■ RECORD SET
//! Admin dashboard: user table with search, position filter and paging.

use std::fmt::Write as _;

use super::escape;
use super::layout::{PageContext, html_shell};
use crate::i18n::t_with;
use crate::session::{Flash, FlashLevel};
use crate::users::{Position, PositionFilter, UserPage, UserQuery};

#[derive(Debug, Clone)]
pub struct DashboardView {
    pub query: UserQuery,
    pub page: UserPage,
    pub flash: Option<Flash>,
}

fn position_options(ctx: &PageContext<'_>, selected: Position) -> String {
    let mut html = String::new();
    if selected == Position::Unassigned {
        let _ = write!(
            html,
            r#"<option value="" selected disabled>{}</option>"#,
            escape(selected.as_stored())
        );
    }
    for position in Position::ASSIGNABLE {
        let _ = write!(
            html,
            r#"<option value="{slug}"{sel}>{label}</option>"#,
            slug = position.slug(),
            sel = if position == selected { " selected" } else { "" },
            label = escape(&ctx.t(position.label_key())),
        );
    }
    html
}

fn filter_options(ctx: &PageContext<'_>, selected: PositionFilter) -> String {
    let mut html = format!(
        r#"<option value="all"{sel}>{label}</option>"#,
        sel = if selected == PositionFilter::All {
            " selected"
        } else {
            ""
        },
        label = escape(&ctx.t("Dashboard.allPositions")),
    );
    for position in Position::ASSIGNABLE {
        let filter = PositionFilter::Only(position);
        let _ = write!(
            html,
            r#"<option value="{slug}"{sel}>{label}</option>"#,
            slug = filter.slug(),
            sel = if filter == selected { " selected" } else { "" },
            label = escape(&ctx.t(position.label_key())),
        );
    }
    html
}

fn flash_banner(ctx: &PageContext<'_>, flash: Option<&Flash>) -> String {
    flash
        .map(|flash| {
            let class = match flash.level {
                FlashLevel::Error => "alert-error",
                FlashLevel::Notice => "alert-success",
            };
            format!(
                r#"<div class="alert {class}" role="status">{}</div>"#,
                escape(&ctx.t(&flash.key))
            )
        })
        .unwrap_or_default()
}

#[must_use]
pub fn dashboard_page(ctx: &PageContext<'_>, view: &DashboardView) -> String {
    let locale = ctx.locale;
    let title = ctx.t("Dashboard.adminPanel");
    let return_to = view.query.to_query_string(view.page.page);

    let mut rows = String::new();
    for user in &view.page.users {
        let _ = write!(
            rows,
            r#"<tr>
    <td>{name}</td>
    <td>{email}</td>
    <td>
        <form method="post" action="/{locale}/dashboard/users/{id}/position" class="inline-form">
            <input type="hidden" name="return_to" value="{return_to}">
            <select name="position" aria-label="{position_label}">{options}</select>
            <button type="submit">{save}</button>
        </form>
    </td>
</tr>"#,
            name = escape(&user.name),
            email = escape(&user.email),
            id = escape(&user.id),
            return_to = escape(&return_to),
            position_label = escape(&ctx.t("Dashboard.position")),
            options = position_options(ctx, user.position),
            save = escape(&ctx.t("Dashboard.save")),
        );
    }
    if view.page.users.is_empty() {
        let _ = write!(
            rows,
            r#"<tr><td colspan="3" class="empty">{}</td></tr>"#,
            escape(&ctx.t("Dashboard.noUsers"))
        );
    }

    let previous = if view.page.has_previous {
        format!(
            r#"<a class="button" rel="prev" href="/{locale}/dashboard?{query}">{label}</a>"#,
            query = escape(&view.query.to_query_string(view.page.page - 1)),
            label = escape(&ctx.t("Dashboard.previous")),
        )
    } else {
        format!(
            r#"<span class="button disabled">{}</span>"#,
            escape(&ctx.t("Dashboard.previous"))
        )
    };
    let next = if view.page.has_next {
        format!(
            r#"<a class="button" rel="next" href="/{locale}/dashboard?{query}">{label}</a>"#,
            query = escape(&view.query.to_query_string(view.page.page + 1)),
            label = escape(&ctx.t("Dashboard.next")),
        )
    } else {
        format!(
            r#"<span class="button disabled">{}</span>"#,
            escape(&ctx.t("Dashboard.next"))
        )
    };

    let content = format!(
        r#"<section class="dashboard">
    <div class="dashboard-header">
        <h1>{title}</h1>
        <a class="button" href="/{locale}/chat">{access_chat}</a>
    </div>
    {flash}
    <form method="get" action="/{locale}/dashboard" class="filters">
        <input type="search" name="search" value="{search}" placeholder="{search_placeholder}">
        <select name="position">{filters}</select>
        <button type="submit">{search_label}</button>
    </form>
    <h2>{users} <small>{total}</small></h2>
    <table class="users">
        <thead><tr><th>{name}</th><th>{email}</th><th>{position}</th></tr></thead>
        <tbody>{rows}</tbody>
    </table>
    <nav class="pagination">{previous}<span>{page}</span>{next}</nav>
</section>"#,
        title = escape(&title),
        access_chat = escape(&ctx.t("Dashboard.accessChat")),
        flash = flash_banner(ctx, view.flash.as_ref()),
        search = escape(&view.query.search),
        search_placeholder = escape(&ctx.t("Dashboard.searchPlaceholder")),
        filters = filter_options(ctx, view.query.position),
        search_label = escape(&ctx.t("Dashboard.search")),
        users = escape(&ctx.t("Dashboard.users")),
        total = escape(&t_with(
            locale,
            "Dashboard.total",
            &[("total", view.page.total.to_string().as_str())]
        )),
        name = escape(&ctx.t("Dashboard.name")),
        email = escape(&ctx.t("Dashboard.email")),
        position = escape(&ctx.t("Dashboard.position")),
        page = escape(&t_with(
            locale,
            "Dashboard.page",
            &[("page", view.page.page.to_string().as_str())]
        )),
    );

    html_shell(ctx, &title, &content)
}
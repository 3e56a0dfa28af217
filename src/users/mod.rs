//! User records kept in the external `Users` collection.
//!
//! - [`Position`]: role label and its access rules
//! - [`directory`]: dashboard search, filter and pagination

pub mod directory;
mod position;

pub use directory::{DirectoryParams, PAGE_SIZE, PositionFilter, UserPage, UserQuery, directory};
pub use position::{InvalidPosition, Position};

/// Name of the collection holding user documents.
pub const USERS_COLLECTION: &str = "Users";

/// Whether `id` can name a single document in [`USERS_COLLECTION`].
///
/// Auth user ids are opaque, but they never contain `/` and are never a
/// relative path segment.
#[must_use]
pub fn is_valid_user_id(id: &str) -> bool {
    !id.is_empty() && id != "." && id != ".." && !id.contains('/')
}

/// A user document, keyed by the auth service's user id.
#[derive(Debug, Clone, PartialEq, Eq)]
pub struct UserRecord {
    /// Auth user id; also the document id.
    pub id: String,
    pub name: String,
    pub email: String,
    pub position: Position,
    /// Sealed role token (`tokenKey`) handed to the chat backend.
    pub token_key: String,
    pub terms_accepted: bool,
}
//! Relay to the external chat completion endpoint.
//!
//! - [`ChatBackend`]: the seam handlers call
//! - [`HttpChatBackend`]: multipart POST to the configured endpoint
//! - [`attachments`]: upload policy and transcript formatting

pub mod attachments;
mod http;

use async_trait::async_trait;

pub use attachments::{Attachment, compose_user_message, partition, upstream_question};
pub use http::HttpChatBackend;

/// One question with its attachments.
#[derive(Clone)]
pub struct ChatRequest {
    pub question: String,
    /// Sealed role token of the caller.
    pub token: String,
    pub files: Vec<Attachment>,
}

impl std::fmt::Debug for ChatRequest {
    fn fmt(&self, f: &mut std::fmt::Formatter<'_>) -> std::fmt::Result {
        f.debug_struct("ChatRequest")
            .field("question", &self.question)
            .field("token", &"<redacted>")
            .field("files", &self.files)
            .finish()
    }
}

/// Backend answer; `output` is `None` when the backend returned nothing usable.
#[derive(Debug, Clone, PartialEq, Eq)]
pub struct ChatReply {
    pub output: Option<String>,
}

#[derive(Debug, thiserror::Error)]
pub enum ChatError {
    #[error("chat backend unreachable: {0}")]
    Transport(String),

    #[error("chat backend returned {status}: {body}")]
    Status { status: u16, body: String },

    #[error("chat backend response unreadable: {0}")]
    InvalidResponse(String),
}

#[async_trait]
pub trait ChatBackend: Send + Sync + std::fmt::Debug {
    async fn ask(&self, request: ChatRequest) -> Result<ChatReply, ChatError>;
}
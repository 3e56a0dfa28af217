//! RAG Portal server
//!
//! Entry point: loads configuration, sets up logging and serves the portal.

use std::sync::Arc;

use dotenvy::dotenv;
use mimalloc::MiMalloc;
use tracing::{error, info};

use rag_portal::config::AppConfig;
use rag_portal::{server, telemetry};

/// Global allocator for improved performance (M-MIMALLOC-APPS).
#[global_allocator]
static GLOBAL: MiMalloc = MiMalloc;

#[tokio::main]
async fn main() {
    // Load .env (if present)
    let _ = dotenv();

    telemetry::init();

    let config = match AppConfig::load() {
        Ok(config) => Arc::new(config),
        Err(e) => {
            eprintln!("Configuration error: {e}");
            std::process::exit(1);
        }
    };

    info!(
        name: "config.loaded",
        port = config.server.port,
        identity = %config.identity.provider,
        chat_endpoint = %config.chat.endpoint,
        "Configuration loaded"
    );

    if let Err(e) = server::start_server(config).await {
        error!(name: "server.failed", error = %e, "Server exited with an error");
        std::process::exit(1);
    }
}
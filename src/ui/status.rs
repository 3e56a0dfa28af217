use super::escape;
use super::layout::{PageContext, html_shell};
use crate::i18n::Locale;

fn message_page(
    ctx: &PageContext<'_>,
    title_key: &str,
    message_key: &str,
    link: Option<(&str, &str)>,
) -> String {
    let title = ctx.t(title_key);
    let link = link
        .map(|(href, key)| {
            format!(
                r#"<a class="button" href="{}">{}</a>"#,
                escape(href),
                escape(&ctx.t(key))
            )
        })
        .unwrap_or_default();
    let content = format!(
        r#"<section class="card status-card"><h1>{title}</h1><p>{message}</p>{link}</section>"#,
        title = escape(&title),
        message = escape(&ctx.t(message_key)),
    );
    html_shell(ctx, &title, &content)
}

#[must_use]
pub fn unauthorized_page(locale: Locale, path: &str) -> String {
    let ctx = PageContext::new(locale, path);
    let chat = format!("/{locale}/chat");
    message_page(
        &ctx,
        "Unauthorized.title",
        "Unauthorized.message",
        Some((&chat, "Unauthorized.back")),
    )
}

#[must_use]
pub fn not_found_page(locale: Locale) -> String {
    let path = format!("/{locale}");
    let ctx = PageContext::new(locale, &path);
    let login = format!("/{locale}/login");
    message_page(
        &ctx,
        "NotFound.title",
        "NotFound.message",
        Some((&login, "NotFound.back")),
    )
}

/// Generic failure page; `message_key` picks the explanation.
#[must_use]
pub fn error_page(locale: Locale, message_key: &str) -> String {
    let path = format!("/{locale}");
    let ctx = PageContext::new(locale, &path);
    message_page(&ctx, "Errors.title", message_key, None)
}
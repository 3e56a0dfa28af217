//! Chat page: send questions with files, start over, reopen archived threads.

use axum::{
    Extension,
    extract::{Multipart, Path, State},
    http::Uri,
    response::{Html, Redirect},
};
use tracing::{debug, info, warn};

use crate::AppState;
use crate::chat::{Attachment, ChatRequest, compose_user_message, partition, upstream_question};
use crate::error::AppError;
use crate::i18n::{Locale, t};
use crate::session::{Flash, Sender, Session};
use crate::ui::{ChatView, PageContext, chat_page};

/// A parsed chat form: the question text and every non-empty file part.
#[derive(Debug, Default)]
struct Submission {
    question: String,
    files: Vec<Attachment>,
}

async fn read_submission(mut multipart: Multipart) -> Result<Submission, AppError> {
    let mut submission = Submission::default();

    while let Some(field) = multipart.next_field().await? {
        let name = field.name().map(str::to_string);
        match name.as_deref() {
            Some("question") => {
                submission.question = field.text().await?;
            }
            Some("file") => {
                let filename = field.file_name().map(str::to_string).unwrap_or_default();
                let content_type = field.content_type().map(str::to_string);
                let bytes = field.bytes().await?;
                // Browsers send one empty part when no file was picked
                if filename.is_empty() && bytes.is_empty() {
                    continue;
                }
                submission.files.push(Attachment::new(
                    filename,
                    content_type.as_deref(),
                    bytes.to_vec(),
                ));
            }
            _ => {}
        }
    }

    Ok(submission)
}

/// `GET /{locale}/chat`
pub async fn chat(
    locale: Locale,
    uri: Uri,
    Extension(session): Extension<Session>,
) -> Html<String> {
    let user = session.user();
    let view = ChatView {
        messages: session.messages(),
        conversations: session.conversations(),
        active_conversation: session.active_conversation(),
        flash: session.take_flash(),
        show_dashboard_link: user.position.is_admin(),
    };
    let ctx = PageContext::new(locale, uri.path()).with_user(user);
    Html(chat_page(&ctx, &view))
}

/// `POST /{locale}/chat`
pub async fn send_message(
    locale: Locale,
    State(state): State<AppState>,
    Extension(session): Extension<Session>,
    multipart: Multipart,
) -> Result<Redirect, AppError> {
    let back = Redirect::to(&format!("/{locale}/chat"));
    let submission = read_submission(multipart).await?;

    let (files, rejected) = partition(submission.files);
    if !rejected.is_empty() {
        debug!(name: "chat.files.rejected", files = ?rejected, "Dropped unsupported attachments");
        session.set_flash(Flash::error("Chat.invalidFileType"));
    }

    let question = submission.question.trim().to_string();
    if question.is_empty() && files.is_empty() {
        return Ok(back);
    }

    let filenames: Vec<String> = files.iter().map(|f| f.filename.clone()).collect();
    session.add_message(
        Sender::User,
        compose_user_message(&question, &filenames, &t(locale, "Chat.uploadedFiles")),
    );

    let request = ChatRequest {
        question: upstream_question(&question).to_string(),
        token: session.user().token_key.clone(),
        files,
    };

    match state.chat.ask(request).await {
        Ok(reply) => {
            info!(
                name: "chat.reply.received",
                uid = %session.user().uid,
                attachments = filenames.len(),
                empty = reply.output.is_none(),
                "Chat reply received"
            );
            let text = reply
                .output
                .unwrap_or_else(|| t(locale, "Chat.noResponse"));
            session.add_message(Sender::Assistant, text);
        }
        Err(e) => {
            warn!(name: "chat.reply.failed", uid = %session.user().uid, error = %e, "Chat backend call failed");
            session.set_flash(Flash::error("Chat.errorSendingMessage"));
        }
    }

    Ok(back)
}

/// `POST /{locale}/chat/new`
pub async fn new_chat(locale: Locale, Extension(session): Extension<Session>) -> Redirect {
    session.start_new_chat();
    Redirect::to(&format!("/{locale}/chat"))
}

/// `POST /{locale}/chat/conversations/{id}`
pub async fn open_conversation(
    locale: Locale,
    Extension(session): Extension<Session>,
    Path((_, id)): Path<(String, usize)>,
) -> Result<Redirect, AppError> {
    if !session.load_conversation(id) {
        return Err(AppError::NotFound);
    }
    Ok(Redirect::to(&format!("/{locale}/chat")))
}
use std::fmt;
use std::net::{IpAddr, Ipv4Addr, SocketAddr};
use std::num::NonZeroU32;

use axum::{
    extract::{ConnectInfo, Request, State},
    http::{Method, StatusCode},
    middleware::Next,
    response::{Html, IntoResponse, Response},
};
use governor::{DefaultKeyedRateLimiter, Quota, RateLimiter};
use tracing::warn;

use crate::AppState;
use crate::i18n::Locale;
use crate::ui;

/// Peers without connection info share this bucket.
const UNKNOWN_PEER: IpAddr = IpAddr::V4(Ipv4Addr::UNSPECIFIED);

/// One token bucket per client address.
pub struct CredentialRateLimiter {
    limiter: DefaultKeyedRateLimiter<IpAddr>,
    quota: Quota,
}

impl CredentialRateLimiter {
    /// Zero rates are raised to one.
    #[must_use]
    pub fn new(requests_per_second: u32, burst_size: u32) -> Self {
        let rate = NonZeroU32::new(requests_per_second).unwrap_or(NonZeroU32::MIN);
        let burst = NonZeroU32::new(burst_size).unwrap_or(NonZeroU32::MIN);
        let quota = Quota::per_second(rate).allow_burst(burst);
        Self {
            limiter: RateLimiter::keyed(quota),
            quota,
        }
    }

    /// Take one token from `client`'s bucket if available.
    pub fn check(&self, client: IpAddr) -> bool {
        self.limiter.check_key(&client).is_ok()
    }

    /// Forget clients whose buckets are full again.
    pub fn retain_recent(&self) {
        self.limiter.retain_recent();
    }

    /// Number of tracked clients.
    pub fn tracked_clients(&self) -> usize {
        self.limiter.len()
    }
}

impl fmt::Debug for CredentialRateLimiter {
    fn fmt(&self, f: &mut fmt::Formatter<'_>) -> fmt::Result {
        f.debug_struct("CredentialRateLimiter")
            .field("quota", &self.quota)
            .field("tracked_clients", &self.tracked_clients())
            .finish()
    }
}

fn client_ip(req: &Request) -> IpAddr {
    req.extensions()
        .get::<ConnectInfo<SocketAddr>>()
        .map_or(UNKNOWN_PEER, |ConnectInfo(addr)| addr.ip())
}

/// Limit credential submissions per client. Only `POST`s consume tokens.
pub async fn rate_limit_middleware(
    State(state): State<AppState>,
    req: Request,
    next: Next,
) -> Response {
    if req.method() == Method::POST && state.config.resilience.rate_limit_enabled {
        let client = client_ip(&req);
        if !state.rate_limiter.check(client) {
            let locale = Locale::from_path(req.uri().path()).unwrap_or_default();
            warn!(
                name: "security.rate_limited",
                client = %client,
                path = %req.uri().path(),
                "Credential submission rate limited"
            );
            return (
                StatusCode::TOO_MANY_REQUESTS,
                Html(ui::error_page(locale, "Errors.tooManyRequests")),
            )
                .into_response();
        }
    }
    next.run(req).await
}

■ PROBLEM REQUIREMENTS
Starting at the top of the listing above, repeat every line exactly until the line that contains "let mut html = String::new();" has been repeated too.

■ EXERCISE OUTPUT
//! Admin dashboard: user table with search, position filter and paging.

use std::fmt::Write as _;

use super::escape;
use super::layout::{PageContext, html_shell};
use crate::i18n::t_with;
use crate::session::{Flash, FlashLevel};
use crate::users::{Position, PositionFilter, UserPage, UserQuery};

#[derive(Debug, Clone)]
pub struct DashboardView {
    pub query: UserQuery,
    pub page: UserPage,
    pub flash: Option<Flash>,
}

fn position_options(ctx: &PageContext<'_>, selected: Position) -> String {
    let mut html = String::new();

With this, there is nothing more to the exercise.